M's keep Myers, obtain Cabrera

The Mariners continued to tweak their roster on Saturday, just three days before Opening Day on April 6th.

Seattle added a veteran utility player on Saturday, obtaining 31-year-old Jolbert Cabrera from Los Angeles in return for a pair of pitching prospects. With Scott Spiezio placed on the disabled list due to nagging back spasms, the M's needed insurance and acted fast by working out a deal with the Dodgers to bring Cabrera to Seattle.

Cabrera first broke into the majors with Cleveland in 1998 at the age of 25 and spent the past season-and-a-half with the Dodgers after a mid-season trade from the Tribe in 2002.

In return for the 6-foot right-handed hitter, the M's gave up LHP Ryan Ketchner and RHP Aaron Looper.

Ketchner, born 75 percent deaf and rated the No. 10 prospect in the M's organization by InsidethePark.com, pitched very well last season at High-A Inland Empire and is a bigger loss for Seattle. Ketchner went 14-7 with a 3.45 ERA and a 159-to-33 strikeout-to-walk ratio with the 66ers last year.

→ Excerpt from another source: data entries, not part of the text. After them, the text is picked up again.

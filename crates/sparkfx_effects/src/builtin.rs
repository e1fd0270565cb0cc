//! # Built-in Effects
//!
//! | Name        | Spawner   | Motion              | Painter    | Envelope    |
//! |-------------|-----------|---------------------|------------|-------------|
//! | `burst`     | radial    | ballistic           | dot        | fade-out    |
//! | `confetti`  | radial up | ballistic, heavy    | confetti   | plateau     |
//! | `hearts`    | rise      | float               | heart      | fade in/out |
//! | `ripple`    | rings     | expand              | ring       | fade-out    |
//! | `sparkle`   | scatter   | still               | star       | twinkle     |
//! | `fireworks` | salvo     | ballistic, light    | spark      | pulse       |
//!
//! Tuned for `delta = 1.0` at 60 ticks per second.

use sparkfx_core::{Color, EffectMeta, Envelope};

use crate::motion::Motion;
use crate::painter::Painter;
use crate::recipe::Recipe;
use crate::spawner::{Radial, Rings, Rise, Salvo, Scatter, Span};

/// Names of every built-in effect, in registration order.
pub const BUILTIN_NAMES: [&str; 6] = ["burst", "confetti", "hearts", "ripple", "sparkle", "fireworks"];

const GOLD: [Color; 3] = [
    Color::rgb(255, 215, 0),
    Color::rgb(255, 170, 40),
    Color::rgb(255, 245, 200),
];

const PARTY: [Color; 6] = [
    Color::rgb(239, 71, 111),
    Color::rgb(255, 209, 102),
    Color::rgb(6, 214, 160),
    Color::rgb(17, 138, 178),
    Color::rgb(155, 93, 229),
    Color::rgb(255, 133, 27),
];

const LOVE: [Color; 3] = [
    Color::rgb(255, 77, 109),
    Color::rgb(255, 143, 163),
    Color::rgb(201, 24, 74),
];

const WATER: [Color; 2] = [Color::rgb(100, 181, 246), Color::rgb(187, 222, 251)];

const STARLIGHT: [Color; 3] = [
    Color::rgb(255, 255, 255),
    Color::rgb(255, 249, 196),
    Color::rgb(179, 229, 252),
];

const NIGHT_SKY: [Color; 5] = [
    Color::rgb(255, 82, 82),
    Color::rgb(255, 215, 64),
    Color::rgb(105, 240, 174),
    Color::rgb(64, 196, 255),
    Color::rgb(224, 64, 251),
];

/// Quick radial pop of golden dots.
#[must_use]
pub fn burst() -> Recipe {
    Recipe::new(
        EffectMeta::new("burst")
            .label("Burst")
            .description("A quick pop of golden sparks")
            .palette(GOLD),
        Radial {
            count: 24,
            angle: 0.0,
            spread: 360.0,
            speed: Span::new(2.0, 6.0),
            lifespan: Span::new(30.0, 50.0),
            size: Span::new(2.0, 4.0),
            spin: 0.0,
        },
    )
    .with_motion(Motion::Ballistic {
        gravity: 0.08,
        drag: 0.95,
    })
}

/// Paper strips thrown upwards that tumble back down.
#[must_use]
pub fn confetti() -> Recipe {
    Recipe::new(
        EffectMeta::new("confetti")
            .label("Confetti")
            .description("Colorful paper thrown into the air")
            .palette(PARTY),
        Radial {
            count: 40,
            angle: -90.0,
            spread: 100.0,
            speed: Span::new(4.0, 9.0),
            lifespan: Span::new(60.0, 90.0),
            size: Span::new(4.0, 7.0),
            spin: 0.3,
        },
    )
    .with_motion(Motion::Ballistic {
        gravity: 0.18,
        drag: 0.96,
    })
    .with_painter(Painter::Confetti)
    .with_envelope(Envelope::Plateau {
        rise: 0.05,
        hold_until: 0.7,
    })
}

/// Hearts floating up, one after another.
#[must_use]
pub fn hearts() -> Recipe {
    Recipe::new(
        EffectMeta::new("hearts")
            .label("Hearts")
            .description("Hearts drifting upwards")
            .palette(LOVE),
        Rise {
            count: 8,
            spread: 30.0,
            speed: Span::new(0.8, 1.6),
            lifespan: Span::new(60.0, 80.0),
            size: Span::new(8.0, 14.0),
            max_delay: 20.0,
        },
    )
    .with_motion(Motion::Float {
        sway: 6.0,
        frequency: 1.5,
    })
    .with_painter(Painter::Heart)
    .with_envelope(Envelope::FadeInOut {
        fade_in: 0.15,
        fade_out: 0.4,
    })
}

/// Concentric rings spreading out like a drop in water.
#[must_use]
pub fn ripple() -> Recipe {
    Recipe::new(
        EffectMeta::new("ripple")
            .label("Ripple")
            .description("Rings spreading from the touch point")
            .palette(WATER),
        Rings {
            count: 3,
            interval: 10.0,
            lifespan: 40.0,
            radius: 4.0,
        },
    )
    .with_motion(Motion::Expand { to: 10.0 })
    .with_painter(Painter::Ring { width: 2.0 })
}

/// Twinkling stars around the origin.
#[must_use]
pub fn sparkle() -> Recipe {
    Recipe::new(
        EffectMeta::new("sparkle")
            .label("Sparkle")
            .description("Stars twinkling in place")
            .palette(STARLIGHT),
        Scatter {
            count: 16,
            radius: 40.0,
            lifespan: Span::new(25.0, 40.0),
            size: Span::new(3.0, 6.0),
            max_delay: 15.0,
        },
    )
    .with_painter(Painter::Star)
    .with_envelope(Envelope::Twinkle {
        frequency: 3.0,
        phase: 0.0,
    })
}

/// Several shells bursting in sequence.
#[must_use]
pub fn fireworks() -> Recipe {
    Recipe::new(
        EffectMeta::new("fireworks")
            .label("Fireworks")
            .description("Shells bursting one after another")
            .palette(NIGHT_SKY)
            .base_intensity(1.5),
        Salvo {
            shells: 3,
            sparks: 24,
            radius: 60.0,
            interval: 15.0,
            speed: Span::new(1.5, 3.5),
            lifespan: Span::new(40.0, 60.0),
            size: Span::new(1.5, 2.5),
        },
    )
    .with_motion(Motion::Ballistic {
        gravity: 0.05,
        drag: 0.97,
    })
    .with_painter(Painter::Spark { trail: 3.0 })
    .with_envelope(Envelope::Pulse {
        frequency: 4.0,
        floor: 0.4,
    })
}

/// Every built-in recipe, in [`BUILTIN_NAMES`] order.
#[must_use]
pub fn all() -> Vec<Recipe> {
    vec![burst(), confetti(), hearts(), ripple(), sparkle(), fireworks()]
}
//! # SparkFX Effects
//!
//! The recipe framework and the built-in effect catalog.
//!
//! A [`Recipe`] combines a [`Spawner`], a [`Motion`], a [`Painter`] and an
//! [`Envelope`](sparkfx_core::Envelope) into a complete
//! [`Effect`](sparkfx_core::Effect) whose particles carry a [`Sprite`].
//!
//! ## Usage
//!
//! ```rust,ignore
//! let mut catalog = EffectCatalog::new();
//! sparkfx_effects::register_builtin(&mut catalog)?;
//! let runtime = Runtime::new(catalog, RuntimeConfig::default())?;
//! ```

#![deny(missing_docs)]
#![deny(unsafe_code)]
#![deny(clippy::all)]
#![warn(clippy::pedantic)]
#![deny(clippy::perf)]

pub mod builtin;
pub mod motion;
pub mod painter;
pub mod recipe;
pub mod spawner;
pub mod sprite;

pub use builtin::BUILTIN_NAMES;
pub use motion::Motion;
pub use painter::Painter;
pub use recipe::Recipe;
pub use spawner::{Radial, Rings, Rise, Salvo, Scatter, Span, Spawner, MAX_PARTICLES_PER_TRIGGER};
pub use sprite::Sprite;

use sparkfx_runtime::{EffectCatalog, RuntimeResult};
use tracing::info;

/// Every built-in recipe.
#[must_use]
pub fn builtin() -> Vec<Recipe> {
    builtin::all()
}

/// Registers every built-in recipe.
///
/// # Errors
///
/// Returns [`RuntimeError::DuplicateEffect`](sparkfx_runtime::RuntimeError::DuplicateEffect)
/// if the catalog already holds an effect with a built-in name. Recipes
/// registered before the clash stay registered.
pub fn register_builtin(catalog: &mut EffectCatalog) -> RuntimeResult<()> {
    for recipe in builtin::all() {
        catalog.register(recipe)?;
    }
    info!(count = BUILTIN_NAMES.len(), "Registered built-in effects");
    Ok(())
}

#[cfg(test)]
mod tests {
    use super::*;
    use sparkfx_runtime::RuntimeError;

    #[test]
    fn test_register_builtin_fills_catalog() {
        let mut catalog = EffectCatalog::new();
        register_builtin(&mut catalog).unwrap();
        assert_eq!(catalog.len(), BUILTIN_NAMES.len());
        for name in BUILTIN_NAMES {
            assert!(catalog.contains(name), "{name} missing");
        }
    }

    #[test]
    fn test_register_builtin_twice_is_rejected() {
        let mut catalog = EffectCatalog::new();
        register_builtin(&mut catalog).unwrap();
        let err = register_builtin(&mut catalog).unwrap_err();
        assert!(matches!(err, RuntimeError::DuplicateEffect(ref name) if name == "burst"));
    }
}
//! # Spawn Context
//!
//! Everything `create` is allowed to touch: the runtime's random source and
//! its id generator. Threading them explicitly (instead of a hidden global)
//! is what makes a seeded runtime reproduce the same particles.

use rand::Rng;
use rand_chacha::ChaCha8Rng;

use crate::geometry::Point;
use crate::particle::{IdGenerator, Particle};
use crate::timing::{DelayMode, Lifespan};

/// The random source handed to recipes.
pub type EffectRng = ChaCha8Rng;

/// Per-trigger handle to the runtime's shared utilities.
pub struct SpawnContext<'a> {
    rng: &'a mut EffectRng,
    ids: &'a mut IdGenerator,
    delay_mode: DelayMode,
}

impl<'a> SpawnContext<'a> {
    /// Wraps the runtime's random source and id generator.
    pub fn new(rng: &'a mut EffectRng, ids: &'a mut IdGenerator, delay_mode: DelayMode) -> Self {
        Self {
            rng,
            ids,
            delay_mode,
        }
    }

    /// Mints a particle at `position` with the given active lifespan.
    pub fn particle<S>(&mut self, position: Point, max_progress: f32, state: S) -> Particle<S> {
        Particle::new(
            self.ids.next_id(),
            position,
            Lifespan::new(max_progress, self.delay_mode),
            state,
        )
    }

    /// Direct access to the random source.
    pub fn rng(&mut self) -> &mut EffectRng {
        &mut *self.rng
    }

    /// Uniform value in `[low, high)`; returns `low` for an empty or
    /// non-finite range.
    pub fn range(&mut self, low: f32, high: f32) -> f32 {
        if high > low && (high - low).is_finite() {
            self.rng.gen_range(low..high)
        } else {
            low
        }
    }

    /// Uniform value in `[-spread, spread)`.
    pub fn jitter(&mut self, spread: f32) -> f32 {
        self.range(-spread.abs(), spread.abs())
    }

    /// Uniformly picks one element, `None` if `items` is empty.
    pub fn pick<'c, T>(&mut self, items: &'c [T]) -> Option<&'c T> {
        if items.is_empty() {
            None
        } else {
            items.get(self.rng.gen_range(0..items.len()))
        }
    }

    /// The delay interpretation stamped on new particles.
    #[must_use]
    pub const fn delay_mode(&self) -> DelayMode {
        self.delay_mode
    }
}

#[cfg(test)]
mod tests {
    use super::*;
    use rand::SeedableRng;

    #[test]
    fn test_same_seed_same_draws() {
        let draw = |seed| {
            let mut rng = EffectRng::seed_from_u64(seed);
            let mut ids = IdGenerator::new();
            let mut ctx = SpawnContext::new(&mut rng, &mut ids, DelayMode::Absolute);
            (0..8).map(|_| ctx.range(0.0, 100.0)).collect::<Vec<_>>()
        };
        assert_eq!(draw(42), draw(42));
        assert_ne!(draw(42), draw(43));
    }

    #[test]
    fn test_degenerate_ranges() {
        let mut rng = EffectRng::seed_from_u64(1);
        let mut ids = IdGenerator::new();
        let mut ctx = SpawnContext::new(&mut rng, &mut ids, DelayMode::Absolute);
        assert!((ctx.range(5.0, 5.0) - 5.0).abs() < f32::EPSILON);
        assert!((ctx.range(5.0, 1.0) - 5.0).abs() < f32::EPSILON);
        assert!(ctx.pick::<u8>(&[]).is_none());
    }

    #[test]
    fn test_particles_get_fresh_ids_and_mode() {
        let mut rng = EffectRng::seed_from_u64(1);
        let mut ids = IdGenerator::new();
        let mut ctx = SpawnContext::new(&mut rng, &mut ids, DelayMode::PerTick);
        let a = ctx.particle(Point::ZERO, 10.0, ());
        let b = ctx.particle(Point::ZERO, 10.0, ());
        assert_ne!(a.id(), b.id());
        assert_eq!(a.lifespan().mode(), DelayMode::PerTick);
    }
}
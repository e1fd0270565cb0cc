//! # Runtime Orchestrator
//!
//! ```text
//! host frame:
//! ┌──────────────────────────────────────────────────────────────┐
//! │ trigger(name, x, y, opts)  -> create() -> push instance      │
//! │ advance(dt)                                                  │
//! │   for instance in registration order                         │
//! │     for particle in creation order: update(), drop if done   │
//! │   drop instances left with zero particles                    │
//! │ render(surface)                                              │
//! │   same two loops: draw()                                     │
//! └──────────────────────────────────────────────────────────────┘
//! ```
//!
//! Single-threaded and frame-driven: nothing here blocks or suspends.

use rand::SeedableRng;
use sparkfx_core::{EffectOptions, EffectRng, IdGenerator, Point, SpawnContext, Surface};

use crate::catalog::EffectCatalog;
use crate::config::RuntimeConfig;
use crate::error::{RuntimeError, RuntimeResult};
use crate::instance::{EffectInstance, InstanceHandle, InstanceState};
use crate::stats::{RuntimeStats, TickStats};

/// Owns every active effect instance.
pub struct Runtime {
    /// Recipes available to `trigger`.
    catalog: EffectCatalog,
    /// Configuration.
    config: RuntimeConfig,
    /// The one random source handed to `create`.
    rng: EffectRng,
    /// The one particle id generator.
    ids: IdGenerator,
    /// Active instances in registration order.
    instances: Vec<EffectInstance>,
    /// Next instance handle.
    next_handle: u64,
    /// Counters.
    stats: RuntimeStats,
}

impl Runtime {
    /// Creates a runtime over `catalog`.
    ///
    /// # Errors
    ///
    /// Returns [`RuntimeError::InvalidConfig`] if `config` fails validation.
    pub fn new(catalog: EffectCatalog, config: RuntimeConfig) -> RuntimeResult<Self> {
        config.validate()?;
        let rng = match config.seed {
            Some(seed) => EffectRng::seed_from_u64(seed),
            None => EffectRng::from_entropy(),
        };
        tracing::info!(
            "Runtime created: {} effects, seed={:?}, delay_mode={:?}",
            catalog.len(),
            config.seed,
            config.delay_mode
        );
        let capacity = config.max_instances.min(64);
        Ok(Self {
            catalog,
            config,
            rng,
            ids: IdGenerator::new(),
            instances: Vec::with_capacity(capacity),
            next_handle: 1,
            stats: RuntimeStats::default(),
        })
    }

    /// Runtime with the default configuration.
    #[must_use]
    pub fn with_catalog(catalog: EffectCatalog) -> Self {
        Self {
            catalog,
            config: RuntimeConfig::default(),
            rng: EffectRng::from_entropy(),
            ids: IdGenerator::new(),
            instances: Vec::new(),
            next_handle: 1,
            stats: RuntimeStats::default(),
        }
    }

    /// The recipes available to `trigger`.
    #[must_use]
    pub fn catalog(&self) -> &EffectCatalog {
        &self.catalog
    }

    /// Mutable catalog, for registering recipes after construction.
    pub fn catalog_mut(&mut self) -> &mut EffectCatalog {
        &mut self.catalog
    }

    /// Active configuration.
    #[must_use]
    pub fn config(&self) -> &RuntimeConfig {
        &self.config
    }

    /// Starts a new instance of `name` at `(x, y)`.
    ///
    /// An effect whose `create` yields no particles is valid: the handle is
    /// returned but the instance is already drained.
    ///
    /// # Errors
    ///
    /// - [`RuntimeError::EffectNotFound`] if `name` is not registered (no
    ///   instance is created).
    /// - [`RuntimeError::TooManyInstances`] if the active set is full.
    pub fn trigger(
        &mut self,
        name: &str,
        x: f32,
        y: f32,
        options: EffectOptions,
    ) -> RuntimeResult<InstanceHandle> {
        let effect = self
            .catalog
            .get(name)
            .cloned()
            .ok_or_else(|| RuntimeError::EffectNotFound(name.to_string()))?;

        if self.instances.len() >= self.config.max_instances {
            tracing::warn!(
                "Dropping trigger of {:?}: {} instances active",
                name,
                self.instances.len()
            );
            return Err(RuntimeError::TooManyInstances {
                limit: self.config.max_instances,
            });
        }

        let origin = Point::new(x, y);
        let mut ctx = SpawnContext::new(&mut self.rng, &mut self.ids, self.config.delay_mode);
        let particles = effect.spawn(origin, &options, &mut ctx);

        let handle = InstanceHandle(self.next_handle);
        self.next_handle += 1;
        self.stats.instances_triggered += 1;
        self.stats.particles_spawned += particles.len() as u64;

        if particles.is_empty() {
            self.stats.instances_drained += 1;
            tracing::debug!("{} ({:?}) spawned no particles, drained immediately", handle, name);
            return Ok(handle);
        }

        tracing::debug!(
            "{} triggered {:?} at ({}, {}) with {} particles",
            handle,
            name,
            x,
            y,
            particles.len()
        );
        self.instances.push(EffectInstance::new(
            handle,
            name.to_string(),
            origin,
            options,
            self.stats.ticks,
            particles,
        ));
        Ok(handle)
    }

    /// [`Runtime::trigger`] with default options.
    ///
    /// # Errors
    ///
    /// As [`Runtime::trigger`].
    pub fn trigger_default(&mut self, name: &str, x: f32, y: f32) -> RuntimeResult<InstanceHandle> {
        self.trigger(name, x, y, EffectOptions::new())
    }

    /// Advances every particle of every instance by one tick.
    ///
    /// Negative or non-finite deltas count as zero. Deltas above a configured
    /// `max_delta` are clamped; without one they pass through unchanged.
    pub fn advance(&mut self, delta: f32) -> TickStats {
        let delta = self.sanitize_delta(delta);
        let mut tick = TickStats::default();

        for instance in &mut self.instances {
            tick.particles_updated += instance.particle_count() as u32;
            tick.particles_expired += instance.advance(delta) as u32;
        }

        let before = self.instances.len();
        self.instances.retain(|instance| {
            let live = instance.state() == InstanceState::Active;
            if !live {
                tracing::debug!("{} ({:?}) drained", instance.handle(), instance.effect_name());
            }
            live
        });
        tick.instances_drained = (before - self.instances.len()) as u32;

        self.stats.record_tick(tick);
        tracing::trace!(
            "tick {}: updated={} expired={} drained={}",
            self.stats.ticks,
            tick.particles_updated,
            tick.particles_expired,
            tick.instances_drained
        );
        tick
    }

    /// Draws every live particle, in the same order `advance` visits them.
    pub fn render(&self, surface: &mut dyn Surface) {
        for instance in &self.instances {
            instance.render(surface);
        }
    }

    /// Removes an instance immediately. Returns `false` if it was not active.
    pub fn cancel(&mut self, handle: InstanceHandle) -> bool {
        let Some(index) = self.instances.iter().position(|i| i.handle() == handle) else {
            return false;
        };
        // Order-preserving: later instances keep painting on top.
        let instance = self.instances.remove(index);
        self.stats.instances_cancelled += 1;
        tracing::debug!(
            "{} ({:?}) cancelled with {} live particles",
            handle,
            instance.effect_name(),
            instance.particle_count()
        );
        true
    }

    /// Removes every instance. Returns how many were active.
    pub fn cancel_all(&mut self) -> usize {
        let count = self.instances.len();
        self.instances.clear();
        self.stats.instances_cancelled += count as u64;
        if count > 0 {
            tracing::debug!("Cancelled all {} instances", count);
        }
        count
    }

    /// Looks up an active instance.
    #[must_use]
    pub fn instance(&self, handle: InstanceHandle) -> Option<&EffectInstance> {
        self.instances.iter().find(|i| i.handle() == handle)
    }

    /// State of an instance; anything no longer active reads as drained.
    #[must_use]
    pub fn state(&self, handle: InstanceHandle) -> InstanceState {
        self.instance(handle)
            .map_or(InstanceState::Drained, EffectInstance::state)
    }

    /// Active instances in registration order.
    pub fn instances(&self) -> impl Iterator<Item = &EffectInstance> {
        self.instances.iter()
    }

    /// Number of active instances.
    #[must_use]
    pub fn active_instances(&self) -> usize {
        self.instances.len()
    }

    /// Live particles across all instances.
    #[must_use]
    pub fn live_particles(&self) -> usize {
        self.instances.iter().map(EffectInstance::particle_count).sum()
    }

    /// `true` when nothing is animating.
    #[must_use]
    pub fn is_idle(&self) -> bool {
        self.instances.is_empty()
    }

    /// Counters.
    #[must_use]
    pub fn stats(&self) -> &RuntimeStats {
        &self.stats
    }

    fn sanitize_delta(&self, delta: f32) -> f32 {
        if !delta.is_finite() || delta < 0.0 {
            tracing::warn!("Ignoring invalid tick delta {}", delta);
            0.0
        } else {
            match self.config.max_delta {
                Some(max) if delta > max => {
                    tracing::debug!("Clamping tick delta {} to {}", delta, max);
                    max
                }
                _ => delta,
            }
        }
    }
}

impl std::fmt::Debug for Runtime {
    fn fmt(&self, f: &mut std::fmt::Formatter<'_>) -> std::fmt::Result {
        f.debug_struct("Runtime")
            .field("catalog", &self.catalog)
            .field("config", &self.config)
            .field("instances", &self.instances)
            .field("stats", &self.stats)
            .finish_non_exhaustive()
    }
}
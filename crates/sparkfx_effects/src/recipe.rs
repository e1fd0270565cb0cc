//! # Recipes
//!
//! A [`Recipe`] is an [`Effect`] assembled from four parts:
//!
//! ```text
//! Spawner  ──create──►  Vec<Particle<Sprite>>
//! Motion   ──animate─►  position / size / rotation
//! Envelope ──alpha───►  opacity over normalized time
//! Painter  ──draw────►  Surface calls
//! ```
//!
//! Built-in effects are recipes; hosts can build their own the same way and
//! register them next to the built-ins.

use std::fmt;

use sparkfx_core::{
    Effect, EffectMeta, EffectOptions, Envelope, Particle, Point, SpawnContext, Surface,
};

use crate::motion::Motion;
use crate::painter::Painter;
use crate::spawner::Spawner;
use crate::sprite::Sprite;

/// A data-driven effect.
pub struct Recipe {
    meta: EffectMeta,
    spawner: Box<dyn Spawner>,
    motion: Motion,
    painter: Painter,
    envelope: Envelope,
}

impl Recipe {
    /// A recipe of still, fading dots spawned by `spawner`.
    #[must_use]
    pub fn new(meta: EffectMeta, spawner: impl Spawner + 'static) -> Self {
        Self {
            meta,
            spawner: Box::new(spawner),
            motion: Motion::Still,
            painter: Painter::Dot,
            envelope: Envelope::default(),
        }
    }

    /// Sets the motion rule.
    #[must_use]
    pub fn with_motion(mut self, motion: Motion) -> Self {
        self.motion = motion;
        self
    }

    /// Sets the painter.
    #[must_use]
    pub fn with_painter(mut self, painter: Painter) -> Self {
        self.painter = painter;
        self
    }

    /// Sets the opacity envelope.
    #[must_use]
    pub fn with_envelope(mut self, envelope: Envelope) -> Self {
        self.envelope = envelope;
        self
    }

    /// The motion rule.
    #[must_use]
    pub const fn motion(&self) -> Motion {
        self.motion
    }

    /// The painter.
    #[must_use]
    pub const fn painter(&self) -> Painter {
        self.painter
    }

    /// The opacity envelope.
    #[must_use]
    pub const fn opacity_envelope(&self) -> &Envelope {
        &self.envelope
    }
}

impl Effect for Recipe {
    type State = Sprite;

    fn meta(&self) -> &EffectMeta {
        &self.meta
    }

    fn create(
        &self,
        origin: Point,
        options: &EffectOptions,
        ctx: &mut SpawnContext<'_>,
    ) -> Vec<Particle<Sprite>> {
        let palette = options.palette(&self.meta.palette);
        self.spawner.spawn(origin, options, palette, ctx)
    }

    fn animate(&self, particle: &mut Particle<Sprite>, t: f32, delta: f32) {
        self.motion.apply(particle, t, delta);
    }

    fn envelope(&self, particle: &Particle<Sprite>, t: f32) -> f32 {
        match self.envelope {
            // Each twinkling particle runs its own oscillator.
            Envelope::Twinkle { frequency, phase } => Envelope::Twinkle {
                frequency,
                phase: phase + particle.state.phase,
            }
            .alpha(t),
            ref envelope => envelope.alpha(t),
        }
    }

    fn draw(&self, surface: &mut dyn Surface, particle: &Particle<Sprite>) {
        self.painter.paint(surface, particle);
    }
}

impl fmt::Debug for Recipe {
    fn fmt(&self, f: &mut fmt::Formatter<'_>) -> fmt::Result {
        f.debug_struct("Recipe")
            .field("name", &self.meta.name)
            .field("motion", &self.motion)
            .field("painter", &self.painter)
            .field("envelope", &self.envelope)
            .finish_non_exhaustive()
    }
}
//! # Core Error Types
//!
//! The contract itself almost never fails: malformed options are clamped,
//! not reported. The only typed failure is parsing a color string for hosts
//! that want to validate palettes up front.

use thiserror::Error;

/// Errors raised by the core contract.
#[derive(Error, Debug, Clone, PartialEq, Eq)]
pub enum CoreError {
    /// A color string could not be parsed.
    #[error("invalid color: {0:?}")]
    InvalidColor(String),
}

/// Result type for core operations.
pub type CoreResult<T> = Result<T, CoreError>;
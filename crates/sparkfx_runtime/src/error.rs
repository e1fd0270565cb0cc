//! # Runtime Error Types
//!
//! All errors the orchestrator surfaces to the host. Everything else
//! (bad deltas, bad options, misbehaving recipes) is absorbed locally.

use thiserror::Error;

/// Errors that can occur in the runtime.
#[derive(Error, Debug)]
pub enum RuntimeError {
    /// `trigger` was given a name nobody registered.
    #[error("effect not found: {0:?}")]
    EffectNotFound(String),

    /// A second effect was registered under an existing name.
    #[error("effect already registered: {0:?}")]
    DuplicateEffect(String),

    /// The active set is full.
    #[error("too many active instances: limit is {limit}")]
    TooManyInstances {
        /// Configured maximum.
        limit: usize,
    },

    /// Invalid configuration file or value.
    #[error("invalid configuration: {0}")]
    InvalidConfig(String),

    /// Reading a configuration file failed.
    #[error("i/o error: {0}")]
    Io(#[from] std::io::Error),
}

/// Result type for runtime operations.
pub type RuntimeResult<T> = Result<T, RuntimeError>;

Looper, son of M's Vice President of Player Development and Scouting Benny Looper, spent, pitched lights-out this spring after a solid 2003 season at Tacoma. The 27-year-old had a 1.93 ERA in six spring games, and was 5-2 with a 3.11 ERA last year at Triple-A Tacoma.

Cabrera is capable of playing the outfield and infield both, and is a boost to the M's light-hitting bench. He hit .282 with 32 doubles, 6 home runs and 37 RBI in 347 at bats with the Dodgers last season.

His addition meant there was no room for 24-year-old Ramon Santiago, who had done all he could to earn a spot with the big-league club this spring after coming over in the offseason Carlos Guillen trade with Detroit. Santiago hit .377 (20-53) down in Arizona, and appeared to have earned a spot with the M's before the move was made.

Also cut from the M's roster on Saturday was veteran left-hander Terry Mulholland, who was 2-1 with a 4.00 ERA in 9 games this spring. Making the team in his place was lefty Mike Myers, who appeared to be a longshot at the beginning of camp but never allowed a run all spring in nine outings (10 innings), earning a spot.

The placement of Spiezio on the disabled list will leave the third base duties up to Willie Bloomquist, who batted just .219 (14-67) this spring, and Cabrera. Cabrera, who has played at third base in 35 big league games, batted .295 (18-61) in the Grapefruit League this spring, and showed some pop in the bat with four homers.